A plague on planet Merak II is killing off all the vegetation. Never fear! The Federation is here! The Enterprise comes to the planet Ardana to pick up the zenite needed to end the plague and save the planet.

Spock and Kirk tell Plasus, the High Adviser of Ardana's ruling council, that they'd rather dispense with the frills of a welcoming committee and simply take the promised zenite and go, seeing as how it's an emergency. Plasus reluctantly agrees to meet Kirk on the planet surface outside the mines where the promised zenite is waiting. Kirk and Spock beam down to find no zenite, but a gang of Devo fans who seem a bit pissed off....

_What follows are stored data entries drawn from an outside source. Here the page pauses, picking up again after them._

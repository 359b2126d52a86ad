pub mod completion_llm;
pub mod csv_export;
pub mod xlsx_export;

pub use completion_llm::OpenAiCompletionAdapter;
pub use csv_export::CsvExporter;
pub use xlsx_export::XlsxExporter;
//! End-to-end tests of the HTTP API against a scripted completion service.

use api_lib::adapters::OpenAiCompletionAdapter;
use api_lib::config::Config;
use api_lib::web::{rest::api_doc, router, state::AppState};
use async_trait::async_trait;
use axum::{
    body::{to_bytes, Body},
    http::{header, Request, StatusCode},
    Router,
};
use qa_testgen_core::ports::{CompletionRequest, CompletionService, PortResult};
use qa_testgen_core::validation::MAX_IMAGE_BYTES;
use serde_json::{json, Value};
use std::sync::{Arc, Mutex};
use tower::ServiceExt;

const BOUNDARY: &str = "qa-testgen-boundary";
const REPLY: &str = "```json\n{\"testCases\":[{\"testCaseId\":\"TC001\",\"description\":\"d\",\"steps\":\"s\",\"expectedResult\":\"e\",\"priority\":\"High\",\"status\":\"Not Executed\"}]}\n```";

struct ScriptedCompletion {
    reply: String,
    seen: Mutex<Vec<CompletionRequest>>,
}

impl ScriptedCompletion {
    fn new(reply: &str) -> Arc<Self> {
        Arc::new(Self {
            reply: reply.to_string(),
            seen: Mutex::new(Vec::new()),
        })
    }

    fn call_count(&self) -> usize {
        self.seen.lock().unwrap().len()
    }
}

#[async_trait]
impl CompletionService for ScriptedCompletion {
    async fn complete(&self, request: CompletionRequest) -> PortResult<String> {
        self.seen.lock().unwrap().push(request);
        Ok(self.reply.clone())
    }
}

fn test_config() -> Arc<Config> {
    Arc::new(Config::from_lookup(|_| None).unwrap())
}

fn app_with(completion: Arc<dyn CompletionService>) -> Router {
    router(Arc::new(AppState::new(test_config(), completion)))
}

fn app_with_request_limit(completion: Arc<dyn CompletionService>, max_bytes: usize) -> Router {
    let limit = max_bytes.to_string();
    let config =
        Config::from_lookup(|key| (key == "MAX_REQUEST_BYTES").then(|| limit.clone())).unwrap();
    router(Arc::new(AppState::new(Arc::new(config), completion)))
}

enum Part<'a> {
    Text(&'a str, &'a str),
    File(&'a str, &'a str, Vec<u8>),
}

fn multipart_body(parts: Vec<Part<'_>>) -> Vec<u8> {
    let mut body = Vec::new();
    for part in parts {
        body.extend_from_slice(format!("--{}\r\n", BOUNDARY).as_bytes());
        match part {
            Part::Text(name, value) => {
                body.extend_from_slice(
                    format!(
                        "Content-Disposition: form-data; name=\"{}\"\r\n\r\n",
                        name
                    )
                    .as_bytes(),
                );
                body.extend_from_slice(value.as_bytes());
            }
            Part::File(name, content_type, bytes) => {
                body.extend_from_slice(
                    format!(
                        "Content-Disposition: form-data; name=\"{}\"; filename=\"upload\"\r\nContent-Type: {}\r\n\r\n",
                        name, content_type
                    )
                    .as_bytes(),
                );
                body.extend_from_slice(&bytes);
            }
        }
        body.extend_from_slice(b"\r\n");
    }
    body.extend_from_slice(format!("--{}--\r\n", BOUNDARY).as_bytes());
    body
}

fn multipart_request(uri: &str, parts: Vec<Part<'_>>) -> Request<Body> {
    Request::builder()
        .method("POST")
        .uri(uri)
        .header(
            header::CONTENT_TYPE,
            format!("multipart/form-data; boundary={}", BOUNDARY),
        )
        .body(Body::from(multipart_body(parts)))
        .unwrap()
}

fn json_request(uri: &str, payload: &Value) -> Request<Body> {
    Request::builder()
        .method("POST")
        .uri(uri)
        .header(header::CONTENT_TYPE, "application/json")
        .body(Body::from(payload.to_string()))
        .unwrap()
}

async fn send(app: Router, request: Request<Body>) -> (StatusCode, Value) {
    let response = app.oneshot(request).await.unwrap();
    let status = response.status();
    let bytes = to_bytes(response.into_body(), usize::MAX).await.unwrap();
    (status, serde_json::from_slice(&bytes).unwrap_or(Value::Null))
}

#[tokio::test]
async fn generate_returns_test_cases_and_history() {
    let completion = ScriptedCompletion::new(REPLY);
    let history = r#"[{"role":"user","content":"earlier"},{"role":"assistant","content":"reply"}]"#;
    let (status, body) = send(
        app_with(completion.clone()),
        multipart_request(
            "/api/generate",
            vec![
                Part::File("screenshot", "image/png", vec![0x89, b'P', b'N', b'G']),
                Part::Text("textInput", "Login form with remember-me"),
                Part::Text("chatHistory", history),
            ],
        ),
    )
    .await;

    assert_eq!(status, StatusCode::OK);
    assert_eq!(body["testCases"][0]["testCaseId"], "TC001");
    assert_eq!(body["testCases"][0]["expectedResult"], "e");
    let chat = body["chatHistory"].as_array().unwrap();
    assert_eq!(chat.len(), 3);
    assert_eq!(chat[2], json!({"role": "assistant", "content": REPLY}));
    assert_eq!(completion.call_count(), 1);
}

#[tokio::test]
async fn generate_with_prose_reply_returns_fallback_record() {
    let (status, body) = send(
        app_with(ScriptedCompletion::new("No JSON here, sorry.")),
        multipart_request("/api/generate", vec![Part::Text("textInput", "Search page")]),
    )
    .await;
    assert_eq!(status, StatusCode::OK);
    let cases = body["testCases"].as_array().unwrap();
    assert_eq!(cases.len(), 1);
    assert_eq!(cases[0]["id"], "1");
    assert_eq!(cases[0]["testCaseId"], "TC001");
    assert_eq!(cases[0]["priority"], "Medium");
    assert_eq!(cases[0]["status"], "Not Executed");
}

#[tokio::test]
async fn chat_appends_instruction_and_reply() {
    let completion = ScriptedCompletion::new(REPLY);
    let history = json!([{"role": "assistant", "content": "first reply"}]).to_string();
    let (status, body) = send(
        app_with(completion.clone()),
        multipart_request(
            "/api/chat",
            vec![
                Part::Text("textInput", "Login form"),
                Part::Text("chatHistory", &history),
                Part::Text("userMessage", "Add a lockout test"),
            ],
        ),
    )
    .await;

    assert_eq!(status, StatusCode::OK);
    let chat = body["chatHistory"].as_array().unwrap();
    assert_eq!(chat.len(), 3);
    assert_eq!(chat[1], json!({"role": "user", "content": "Add a lockout test"}));
    assert_eq!(chat[2]["role"], "assistant");
}

#[tokio::test]
async fn chat_with_prose_reply_returns_no_test_cases() {
    let (status, body) = send(
        app_with(ScriptedCompletion::new("Happy to help!")),
        multipart_request("/api/chat", vec![Part::Text("userMessage", "More edge cases")]),
    )
    .await;
    assert_eq!(status, StatusCode::OK);
    assert_eq!(body["testCases"], json!([]));
}

#[tokio::test]
async fn non_image_upload_is_rejected_before_calling_the_model() {
    for uri in ["/api/generate", "/api/chat"] {
        let completion = ScriptedCompletion::new(REPLY);
        let (status, body) = send(
            app_with(completion.clone()),
            multipart_request(
                uri,
                vec![
                    Part::File("screenshot", "application/pdf", b"%PDF-1.7".to_vec()),
                    Part::Text("textInput", "anything"),
                    Part::Text("userMessage", "anything"),
                ],
            ),
        )
        .await;
        assert_eq!(status, StatusCode::BAD_REQUEST);
        assert_eq!(body["code"], "INVALID_FILE_TYPE");
        assert_eq!(completion.call_count(), 0);
    }
}

#[tokio::test]
async fn oversize_upload_reports_its_size() {
    let completion = ScriptedCompletion::new(REPLY);
    let eleven_mib = vec![0u8; MAX_IMAGE_BYTES + 1024 * 1024];
    let (status, body) = send(
        app_with(completion.clone()),
        multipart_request(
            "/api/generate",
            vec![Part::File("screenshot", "image/jpeg", eleven_mib)],
        ),
    )
    .await;
    assert_eq!(status, StatusCode::BAD_REQUEST);
    assert_eq!(body["code"], "FILE_TOO_LARGE");
    assert!(body["error"].as_str().unwrap().contains("11.00MB"));
    assert_eq!(completion.call_count(), 0);
}

#[tokio::test]
async fn screenshot_beyond_request_limit_is_measured_and_rejected() {
    let completion = ScriptedCompletion::new(REPLY);
    let thirty_mib = vec![0u8; 30 * 1024 * 1024];
    let (status, body) = send(
        app_with(completion.clone()),
        multipart_request(
            "/api/generate",
            vec![Part::File("screenshot", "image/png", thirty_mib)],
        ),
    )
    .await;
    assert_eq!(status, StatusCode::BAD_REQUEST);
    assert_eq!(body["code"], "FILE_TOO_LARGE");
    assert!(body["error"].as_str().unwrap().contains("30.00MB"));
    assert_eq!(completion.call_count(), 0);
}

#[tokio::test]
async fn oversize_non_image_is_rejected_by_type() {
    let completion = ScriptedCompletion::new(REPLY);
    let big_pdf = vec![0u8; MAX_IMAGE_BYTES + 1];
    let (status, body) = send(
        app_with(completion.clone()),
        multipart_request(
            "/api/chat",
            vec![
                Part::File("screenshot", "application/pdf", big_pdf),
                Part::Text("userMessage", "anything"),
            ],
        ),
    )
    .await;
    assert_eq!(status, StatusCode::BAD_REQUEST);
    assert_eq!(body["code"], "INVALID_FILE_TYPE");
    assert_eq!(completion.call_count(), 0);
}

#[tokio::test]
async fn text_parts_share_the_request_limit() {
    let completion = ScriptedCompletion::new(REPLY);
    let requirements = "x".repeat(600);
    let history = json!([{"role": "user", "content": requirements}]).to_string();
    let (status, body) = send(
        app_with_request_limit(completion.clone(), 1024),
        multipart_request(
            "/api/generate",
            vec![
                Part::Text("textInput", &requirements),
                Part::Text("chatHistory", &history),
            ],
        ),
    )
    .await;
    assert_eq!(status, StatusCode::PAYLOAD_TOO_LARGE);
    assert_eq!(body["code"], "INVALID_REQUEST");
    assert_eq!(completion.call_count(), 0);
}

#[tokio::test]
async fn generate_without_input_is_rejected() {
    let (status, body) = send(
        app_with(ScriptedCompletion::new(REPLY)),
        multipart_request("/api/generate", vec![Part::Text("textInput", "")]),
    )
    .await;
    assert_eq!(status, StatusCode::BAD_REQUEST);
    assert_eq!(body["code"], "NO_INPUT");
}

#[tokio::test]
async fn chat_without_message_is_rejected() {
    let (status, body) = send(
        app_with(ScriptedCompletion::new(REPLY)),
        multipart_request("/api/chat", vec![Part::Text("textInput", "Login form")]),
    )
    .await;
    assert_eq!(status, StatusCode::BAD_REQUEST);
    assert_eq!(body["code"], "NO_INSTRUCTION");
}

#[tokio::test]
async fn malformed_history_is_rejected() {
    let (status, body) = send(
        app_with(ScriptedCompletion::new(REPLY)),
        multipart_request(
            "/api/generate",
            vec![
                Part::Text("textInput", "Login form"),
                Part::Text("chatHistory", "not json"),
            ],
        ),
    )
    .await;
    assert_eq!(status, StatusCode::BAD_REQUEST);
    assert_eq!(body["code"], "INVALID_HISTORY");
}

#[tokio::test]
async fn missing_credential_is_reported_as_misconfiguration() {
    let adapter = Arc::new(OpenAiCompletionAdapter::new(
        None,
        "https://api.groq.com/openai/v1",
        "llama-3.3-70b-versatile".to_string(),
    ));
    let (status, body) = send(
        app_with(adapter),
        multipart_request("/api/generate", vec![Part::Text("textInput", "Login form")]),
    )
    .await;
    assert_eq!(status, StatusCode::INTERNAL_SERVER_ERROR);
    assert_eq!(body["code"], "SERVICE_MISCONFIGURED");
}

fn export_payload() -> Value {
    json!({
        "testCases": [{
            "id": "tc-1",
            "testCaseId": "TC001",
            "description": "Login, with \"quotes\"\nand lines",
            "steps": "1. Open\n2. Submit",
            "expectedResult": "Signed in",
            "priority": "high",
            "status": "Not Executed"
        }]
    })
}

#[tokio::test]
async fn csv_export_is_an_attachment() {
    let app = app_with(ScriptedCompletion::new(REPLY));
    let response = app
        .oneshot(json_request("/api/export/csv", &export_payload()))
        .await
        .unwrap();

    assert_eq!(response.status(), StatusCode::OK);
    assert_eq!(response.headers()[header::CONTENT_TYPE], "text/csv");
    assert_eq!(
        response.headers()[header::CONTENT_DISPOSITION],
        "attachment; filename=\"test_cases.csv\""
    );
    let bytes = to_bytes(response.into_body(), usize::MAX).await.unwrap();
    let mut reader = csv::Reader::from_reader(bytes.as_ref());
    let rows: Vec<csv::StringRecord> = reader.records().map(|r| r.unwrap()).collect();
    assert_eq!(rows.len(), 1);
    assert_eq!(&rows[0][1], "Login, with \"quotes\"\nand lines");
}

#[tokio::test]
async fn xlsx_export_is_a_zip_document() {
    let app = app_with(ScriptedCompletion::new(REPLY));
    let response = app
        .oneshot(json_request("/api/export/xlsx", &export_payload()))
        .await
        .unwrap();

    assert_eq!(response.status(), StatusCode::OK);
    assert_eq!(
        response.headers()[header::CONTENT_TYPE],
        "application/vnd.openxmlformats-officedocument.spreadsheetml.sheet"
    );
    assert_eq!(
        response.headers()[header::CONTENT_DISPOSITION],
        "attachment; filename=\"test_cases.xlsx\""
    );
    let bytes = to_bytes(response.into_body(), usize::MAX).await.unwrap();
    assert_eq!(&bytes[..2], b"PK");
}

#[tokio::test]
async fn export_rejects_malformed_json() {
    let request = Request::builder()
        .method("POST")
        .uri("/api/export/csv")
        .header(header::CONTENT_TYPE, "application/json")
        .body(Body::from("{\"testCases\": 5}"))
        .unwrap();
    let (status, body) = send(app_with(ScriptedCompletion::new(REPLY)), request).await;
    assert_eq!(status, StatusCode::BAD_REQUEST);
    assert_eq!(body["code"], "INVALID_REQUEST");
}

#[tokio::test]
async fn health_reports_ok() {
    let request = Request::builder().uri("/health").body(Body::empty()).unwrap();
    let (status, body) = send(app_with(ScriptedCompletion::new(REPLY)), request).await;
    assert_eq!(status, StatusCode::OK);
    assert_eq!(body["status"], "ok");
}

#[test]
fn published_document_lists_every_route() {
    let doc = api_doc();
    assert_eq!(doc.info.title, "QA Test Case Generator API");
    assert_eq!(doc.info.version, env!("CARGO_PKG_VERSION"));
    for path in [
        "/api/generate",
        "/api/chat",
        "/api/export/csv",
        "/api/export/xlsx",
        "/health",
    ] {
        assert!(doc.paths.paths.contains_key(path), "missing {}", path);
    }
}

It seems they don't like being slaves in the zenite mines while the ruling class gets to lounge around in their pretty city in the clouds. Go figure! Furthermore, Stratos is unknowingly responsible for stunting the Troglytes' minds as well as their livelihoods, and they have no idea of this, so Kirk takes it upon himself to prove the real issue at hand, even if it means making himself one of the guinea pigs.


The Cloud Tropers:

  • Blatant Lies:
    • "I came to make repairs." The captured Troglyte is really bad at lying. Of course, working with raw zenite has made him less intelligent.
    • Also, Plasus' claims that his people are completely nonviolent.
  • Captain's Log: Kirk is taking a nap, so we get to hear Spock's lovely narrator voice.
    "This troubled planet is a place of the most violent contrasts. Those who receive the rewards are totally separated from those who shoulder the burdens. It is not a wise leadership. Here on Stratos, everything is incomparably beautiful and pleasant. The High Advisor's charming daughter Droxine, particularly so. The name Droxine seems appropriate for her. I wonder, can she retain such purity and sweetness of mind and be aware of the life of the people on the surface of the planet? There, the harsh life in the mines is instilling the people with a bitter hatred. The young girl who led the attack against us when we beamed down was filled with the violence of desperation. If the lovely Droxine knew of the young miner's misery, I wonder how the knowledge would affect her."
  • Cool Shades: Well, they were if you were New Wave back in The '80s and this was filmed in The '60s. They have the practical use of protecting the eyes of the Troglytes, who are unaccustomed to bright light.
  • Crystal Spires and Togas: The floating city of Stratos.
  • Cutting the Knot: Kirk decides the most practical (and quickest) solution to the dilemma is forcing both Vanna and Plasus to become exposed to the zenite gas, believing that once they have proof of its existence and effects, the city dwellers will become more amenable to granting the miners their rights and the miners will turn over the zenite. The latter does occur; the former seems like it will take more time, though both Vanna and Droxine's words and actions suggest it will be coming sooner rather than later.
  • Description Cut: Droxine tells Kirk and Spock "We have completely eliminated violence". Cut to Vanna's psychedelic torture.
  • Disney Villain Death: Well, the captured Troglyte might not count as a villain when you think about it, but once torture is mentioned, he chooses the fastest possible way down: out the window.
  • Early-Installment Weirdness: Ardana is a member of the Federation with a clear (and rather large, in every sense) divide between the aristocracy and the laborers. The TNG-era would later establish that caste-based discrimination makes a planet ineligible for Federation membership. Some things definitely changed over the years, and episodes like this one make sense seen in that light.
  • Elves Versus Dwarves: The graceful and scholarly humanoids living in a literal flying city, while brutish and mentally limited miners dug tunnels with simple hand tools underground. It's later revealed that the two are actually the same species, but the miners are exposed to a mineral that affects the brain.
  • Exact Time to Failure: Kirk and Spock are keeping track of how much time the Enterprise has left to deliver the zenite.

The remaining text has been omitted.